Nachdem der Verkauf des Osnabrücker Landeskrankenhauses an einem Formfehler scheiterte, droht neues Ungemach: Auch die AWO sieht Land beim Landeskrankenhaus Hildesheim

VON KAI SCHÖNEBERG

Als „großen Vertrauensbeweis“ wertete Ameos die Botschaft aus Hannover, als die niedersächsische Landesregierung dem Züricher Krankenhauskonzern Ende Januar den Zuschlag für die Landeskrankenhäuser in Hildesheim und Osnabrück gab. Am vergangenen Wochenende erhielten die Privatisierungspläne den ersten herben Rückschlag: Weil das Angebot der Schweizer für das Haus in Osnabrück sechs Minuten zu spät bei der vom Land beauftragten und mit vier Millionen Euro entlohnten Beraterfirma Pricewaterhouse Coopers eingegangen war, kommt nun der einzige Mitbewerber zum Zuge: Die gemeinnützige Krankenhaus-Tochter Gertrudis des Bistums Osnabrücks.

Gestern teilte zudem die AWO mit, auch sie habe Zweifel, ob das Angebot von Ameos für das LKH Hildesheim fristgerecht vorgelegen habe. Die Anwälte der AWO setzten dem Land eine Frist bis zum heutigen Dienstag, um die Zweifel „vollständig auszuräumen“. Sonst beanspruche die AWO das Landeskrankenhaus Hildesheim für sich. Dass es sich auch bei diesem Formfehler um die sechs Minuten verspätete Abgabe des Finanzierungszusage handeln könnte, schloss ein Sprecher des Sozialministeriums gestern nicht aus. Gleichzeitig betonte er, die zuständige Ministerin Mechthild Ross-Luttmann (CDU) sei „enttäuscht“ über die Panne bei PWC.

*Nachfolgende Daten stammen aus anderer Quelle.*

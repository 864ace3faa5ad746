pub mod detection_stream;
pub mod execution_provider;
pub mod onnx_yolo_detector;
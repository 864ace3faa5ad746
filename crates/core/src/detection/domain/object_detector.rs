use crate::shared::error::BoxError;
use crate::shared::frame::Frame;

use super::class_labels::ClassLabels;
use super::detection::Detection;

/// Domain interface for object detection on a single frame.
///
/// Returned detections are already restricted to the detector's target
/// classes and confidence threshold.
pub trait ObjectDetector: Send {
    fn detect(&mut self, frame: &Frame) -> Result<Vec<Detection>, BoxError>;

    /// Names for the class ids this detector emits.
    fn labels(&self) -> &ClassLabels;
}

/// Builds a detector on demand, so the model is only loaded once a run
/// has passed validation and probing.
pub trait DetectorLoader {
    fn load(&self) -> Result<Box<dyn ObjectDetector>, BoxError>;

    /// Path or name of the weights, for error reporting.
    fn model_path(&self) -> &std::path::Path;
}
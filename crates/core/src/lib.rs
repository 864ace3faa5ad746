//! Person detection and video annotation.
//!
//! Decodes a video with FFmpeg, runs a YOLO ONNX model over every frame,
//! keeps person detections, draws labelled boxes and re-encodes the result
//! into an AVI file.

pub mod shared {
    pub mod asset_resolver;
    pub mod bounding_box;
    pub mod constants;
    pub mod error;
    pub mod frame;
    pub mod output_format;
    pub mod video_metadata;
}

pub mod video {
    pub mod domain {
        pub mod video_reader;
        pub mod video_writer;
    }
    pub mod infrastructure {
        mod codec_status;
        pub mod ffmpeg_reader;
        pub mod ffmpeg_writer;
        #[cfg(test)]
        pub(crate) mod test_video;
    }
}

pub mod detection {
    pub mod domain {
        pub mod class_filter;
        pub mod class_labels;
        pub mod detection;
        pub mod object_detector;
    }
    pub mod infrastructure;
}

pub mod rendering {
    pub mod domain {
        pub mod frame_renderer;
    }
    pub mod infrastructure {
        pub mod box_renderer;
        pub mod palette;
    }
}

pub mod pipeline {
    pub mod detect_humans_use_case;
    pub mod pipeline_logger;
}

Das jahrelange Hickhack um den Verkauf der acht psychiatrischen Anstalten mit ihren fast 6.000 Bediensteten kommt nicht zum Schluss: Einerseits überlegen die Schweizer eine Klage gegen ihren zweiten Platz beim Rennen um das LKH Osnabrück. Andererseits versuchte die Opposition gestern, aus der Verkaufs-Pleite Profit zu ziehen. „Wir bereiten derzeit ein Normenkontrollverfahren am Staatsgerichtshof Bückeburg vor“, sagte SPD-Fraktionschef Wolfgang Jüttner. Die Klage beim Landesverfassungsgericht sei notwendig, wenn die Privatisierung auf verfassungswidrigen Änderungen bei den Regelungen zum Maßregelvollzug und beim Psychiatriegesetz fuße. Ein Gutachten solle dies für die SPD prüfen. Jüttner will, dass in „sensiblen Bereichen wie der Unterbringung von psychisch kranken Sexualstraftätern nicht die Stimme des Finanzministers die lauteste sein darf.“

SPD und Grüne hatten gezweifelt, ob sie der Landesregierung „Schlamperei“ oder „Manipulation“ vorwerfen sollen, nachdem eine juristische Prüfung das Bistum Osnabrück zum Sieger gekürt hatte. Tatsächlich war es auch dem niedersächsischen Ministerpräsidenten Christian Wulff (CDU) letztlich lieber, dass die Katholiken die Einrichtungen führen sollen. So könnten mutmaßlich weniger Jobs gefährdet sein, als wenn Ameos in der Einrichtung losrationalisiert. Seit 2003 hat Ameos bereits LKHs in Mecklenburg-Vorpommern, Sachsen-Anhalt und Schleswig-Holstein gekauft – und dort viele „Synergien“ ausgemacht.

Während Ameos zuletzt 16 Millionen Euro für das LKH in Osnabrück geboten hatte, wollte das Bistum zuletzt nur noch zehn Millionen zahlen. Ross-Luttmann hatte jedoch stets betont, beim Verkauf sei das Konzept der Bieter, nicht ihre Finanzkraft ausschlaggebend. Auch in Hildesheim ist der Unterschied der Gebote deutlich: Während die AWO nur 11,2 Millionen Euro für das dortige LKH angelegen wollte, bot Ameos 23,6 Millionen. Das Land Niedersachsen wollte bislang mit dem Verkauf von insgesamt acht Kliniken 107 Millionen Euro einnehmen.